Not so fast. There are other reasons some folks are being told they’ll have to change health plans next year. Many of them are having to switch plans not because of Obamacare but because their insurance companies want to move them into policies with higher profit margins.

Insurance companies have been sending similar notices to their customers for years. My son Alex — and thousands of other customers of a Blue Cross plan in Pennsylvania — got such a notice four years ago, months before Congress passed the health reform law.

Why? The insurer wanted to move those policyholders out of a plan with a reasonable $500 annual deductible and into one with a deductible ten times that amount.
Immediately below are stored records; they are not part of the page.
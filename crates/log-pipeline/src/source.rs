//! 처리할 접근 로그와 포맷 결정
//!
//! 우선순위:
//! - 접근 로그: 명시된 경로(`-`는 표준 입력) > 파이프로 들어온 표준 입력 > nginx 설정 탐지
//! - 포맷: 명시된 포맷 > nginx 설정에서 탐지된 포맷
//!
//! Apache는 설정 탐지를 지원하지 않으므로 경로와 포맷이 모두 필요합니다.

use std::fmt;
use std::path::PathBuf;

use tracing::info;

use botstat_core::types::ServerType;

use crate::config::PipelineConfig;
use crate::discover::locate_config;
use crate::error::LogPipelineError;
use crate::format::FormatTemplate;
use crate::nginx_conf::Resolution;

/// 표준 입력을 뜻하는 접근 로그 경로
pub const STDIN_PATH: &str = "-";

/// 로그 입력
#[derive(Debug, Clone, PartialEq, Eq)]
pub enum LogInput {
    Stdin,
    File(PathBuf),
}

impl LogInput {
    fn from_arg(path: &str) -> Self {
        if path == STDIN_PATH {
            Self::Stdin
        } else {
            Self::File(PathBuf::from(path))
        }
    }
}

impl fmt::Display for LogInput {
    fn fmt(&self, f: &mut fmt::Formatter<'_>) -> fmt::Result {
        match self {
            Self::Stdin => f.write_str("stdin"),
            Self::File(path) => write!(f, "{}", path.display()),
        }
    }
}

/// 결정된 입력과 포맷
#[derive(Debug, Clone)]
pub struct LogSource {
    pub input: LogInput,
    pub format: FormatTemplate,
}

/// 설정에서 입력과 포맷을 결정합니다.
///
/// `stdin_piped`는 표준 입력이 터미널이 아닌지 여부입니다. 접근 로그가 설정되지 않았고
/// 표준 입력이 파이프라면 표준 입력을 읽습니다.
///
/// # Errors
/// 탐지 실패, 포맷 누락, 존재하지 않는 접근 로그 파일 등 설정 에러
pub async fn resolve_source(
    config: &PipelineConfig,
    stdin_piped: bool,
) -> Result<LogSource, LogPipelineError> {
    let input = match config.access_log.as_deref() {
        Some(path) => Some(LogInput::from_arg(path)),
        None if stdin_piped => Some(LogInput::Stdin),
        None => None,
    };

    let source = match config.server_type {
        ServerType::Nginx => resolve_nginx(config, input).await?,
        ServerType::Apache => {
            let format = config
                .log_format
                .as_deref()
                .ok_or(LogPipelineError::ApacheFormatNotSet)?;
            let input = input.ok_or_else(|| {
                LogPipelineError::AccessLogNotSet(ServerType::Apache.to_string())
            })?;
            LogSource {
                input,
                format: FormatTemplate::apache(format)?,
            }
        }
    };

    if let LogInput::File(path) = &source.input {
        match tokio::fs::metadata(path).await {
            Ok(_) => {}
            Err(e) if e.kind() == std::io::ErrorKind::NotFound => {
                return Err(LogPipelineError::AccessLogNotFound(
                    path.display().to_string(),
                ));
            }
            Err(e) => return Err(e.into()),
        }
    }

    info!(access_log = %source.input, log_format = %source.format.name(), "resolved log source");
    Ok(source)
}

async fn resolve_nginx(
    config: &PipelineConfig,
    input: Option<LogInput>,
) -> Result<LogSource, LogPipelineError> {
    let (input, detected) = match input {
        Some(input) => (input, None),
        None => {
            let nginx = locate_config(config.nginx_config.as_deref(), &config.locator()).await?;
            match nginx.resolve(config.access_log_choice.as_ref())? {
                Resolution::Resolved(log) => {
                    info!(path = %log.path, format = %log.format_name, "detected access log");
                    (LogInput::File(PathBuf::from(&log.path)), Some(log))
                }
                Resolution::Ambiguous(candidates) => {
                    return Err(LogPipelineError::AmbiguousAccessLog {
                        candidates: candidates.into_iter().map(|c| c.path).collect(),
                    });
                }
            }
        }
    };

    let format = match (config.log_format.as_deref(), detected) {
        (Some(format), _) => FormatTemplate::nginx(format)?,
        (None, Some(log)) => FormatTemplate::nginx(&log.template)?.with_name(log.format_name),
        (None, None) => return Err(LogPipelineError::NginxFormatNotSet),
    };

    Ok(LogSource { input, format })
}
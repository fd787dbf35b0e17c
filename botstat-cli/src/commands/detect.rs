//! `botstat detect` command handler

use std::io::Write;
use std::path::Path;

use serde::Serialize;

use botstat_core::config::BotstatConfig;
use botstat_log_pipeline::NginxLocator;
use botstat_log_pipeline::NginxConfig;
use botstat_log_pipeline::discover::locate_config;

use crate::cli::DetectArgs;
use crate::error::CliError;
use crate::output::{OutputWriter, Render};

/// Execute the `detect` command.
///
/// Reads the nginx config (explicit path or the one reported by `nginx -V`)
/// and lists every access log in the numbering `--choose` accepts.
pub async fn execute(
    args: DetectArgs,
    mut config: BotstatConfig,
    writer: &OutputWriter,
) -> Result<(), CliError> {
    if let Some(path) = args.nginx_config {
        config.source.nginx_config = Some(path);
    }
    if let Some(binary) = args.nginx_binary {
        config.source.nginx_binary = binary;
    }
    config.validate()?;

    let locator = NginxLocator::from_config(&config.source);
    let nginx = locate_config(config.source.nginx_config.as_deref().map(Path::new), &locator).await?;

    writer.render(&DetectReport::from_config(&nginx))?;
    Ok(())
}

/// Access logs and log formats found in an nginx config.
#[derive(Serialize)]
pub struct DetectReport {
    /// Config file path
    pub config: String,
    pub access_logs: Vec<AccessLogEntry>,
    pub log_formats: Vec<LogFormatEntry>,
}

#[derive(Serialize)]
pub struct AccessLogEntry {
    /// 1-based number accepted by `--choose`
    pub index: usize,
    pub path: String,
    pub format: String,
    /// Whether the format is declared in the config or is a preset
    pub format_known: bool,
}

#[derive(Serialize)]
pub struct LogFormatEntry {
    pub name: String,
    pub template: String,
}

impl DetectReport {
    pub fn from_config(nginx: &NginxConfig) -> Self {
        Self {
            config: nginx.source().to_owned(),
            access_logs: nginx
                .access_logs()
                .iter()
                .enumerate()
                .map(|(idx, decl)| AccessLogEntry {
                    index: idx + 1,
                    path: decl.path.clone(),
                    format: decl.format_name.clone(),
                    format_known: nginx.format_template(&decl.format_name).is_some(),
                })
                .collect(),
            log_formats: nginx
                .log_formats()
                .iter()
                .map(|decl| LogFormatEntry {
                    name: decl.name.clone(),
                    template: decl.template.clone(),
                })
                .collect(),
        }
    }
}

impl Render for DetectReport {
    fn render_text(&self, w: &mut dyn Write) -> std::io::Result<()> {
        use colored::Colorize;

        writeln!(w, "nginx config: {}", self.config.bold())?;
        writeln!(w)?;

        if self.access_logs.is_empty() {
            writeln!(w, "{}", "No access_log directives found.".yellow())?;
        } else {
            writeln!(w, "{:<4} {:<20} Path", "#", "Format")?;
            writeln!(w, "{}", "-".repeat(72))?;
            for log in &self.access_logs {
                let format = if log.format_known {
                    log.format.normal()
                } else {
                    log.format.red()
                };
                writeln!(w, "{:<4} {:<20} {}", log.index, format, log.path)?;
            }
        }

        if !self.log_formats.is_empty() {
            writeln!(w)?;
            writeln!(w, "Log formats:")?;
            for format in &self.log_formats {
                writeln!(w, "  {}: {}", format.name.bold(), format.template)?;
            }
        }

        Ok(())
    }
}
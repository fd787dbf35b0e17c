//! `botstat bots` command handler

use std::io::Write;

use serde::Serialize;

use botstat_core::config::BotstatConfig;
use botstat_log_pipeline::BotCatalog;

use crate::error::CliError;
use crate::output::{OutputWriter, Render};

/// Execute the `bots` command.
pub fn execute(config: &BotstatConfig, writer: &OutputWriter) -> Result<(), CliError> {
    writer.render(&BotListReport::from_config(config))
}

/// Active bot catalog in match order.
#[derive(Serialize)]
pub struct BotListReport {
    /// "builtin" or "config"
    pub catalog: &'static str,
    pub bots: Vec<BotListEntry>,
}

#[derive(Serialize)]
pub struct BotListEntry {
    /// Case-insensitive user-agent substring
    pub signature: String,
    pub name: String,
}

impl BotListReport {
    pub fn from_config(config: &BotstatConfig) -> Self {
        let catalog = BotCatalog::from_entries(&config.bots);
        Self {
            catalog: if config.bots.is_empty() {
                "builtin"
            } else {
                "config"
            },
            bots: catalog
                .entries()
                .map(|(signature, name)| BotListEntry {
                    signature: signature.to_owned(),
                    name: name.to_owned(),
                })
                .collect(),
        }
    }
}

impl Render for BotListReport {
    fn render_text(&self, w: &mut dyn Write) -> std::io::Result<()> {
        use colored::Colorize;

        writeln!(w, "Bot catalog ({}), first match wins:", self.catalog.bold())?;
        writeln!(w, "{:<4} {:<20} Name", "#", "Signature")?;
        writeln!(w, "{}", "-".repeat(40))?;
        for (idx, bot) in self.bots.iter().enumerate() {
            writeln!(w, "{:<4} {:<20} {}", idx + 1, bot.signature, bot.name)?;
        }
        Ok(())
    }
}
To accomplish that, Blue Cross notified its policyholders that their health plan would not be available in 2010. Their options were to switch to the high-deductible policy, which would still cost them a couple of dollars more each month, or to another plan with that reasonable $500 deductible. If they chose the latter, their monthly premiums would increase 65 percent.

Notices like the one Alex got have provided a mechanism for insurers to implement a years-long industry strategy of shifting more and more of the cost of medical care to their policyholders. And that strategy will continue until every last one of us is in a high-deductible plan.

Some of you are likely old enough to remember the days before managed care when almost all Americans with private health insurance were in indemnity plans. In an old-fashioned indemnity plan, the insurer didn’t constrain us in a limited network of doctors and hospitals and didn’t call the shots about whether a knee replacement or liver transplant your doctor recommended was really necessary.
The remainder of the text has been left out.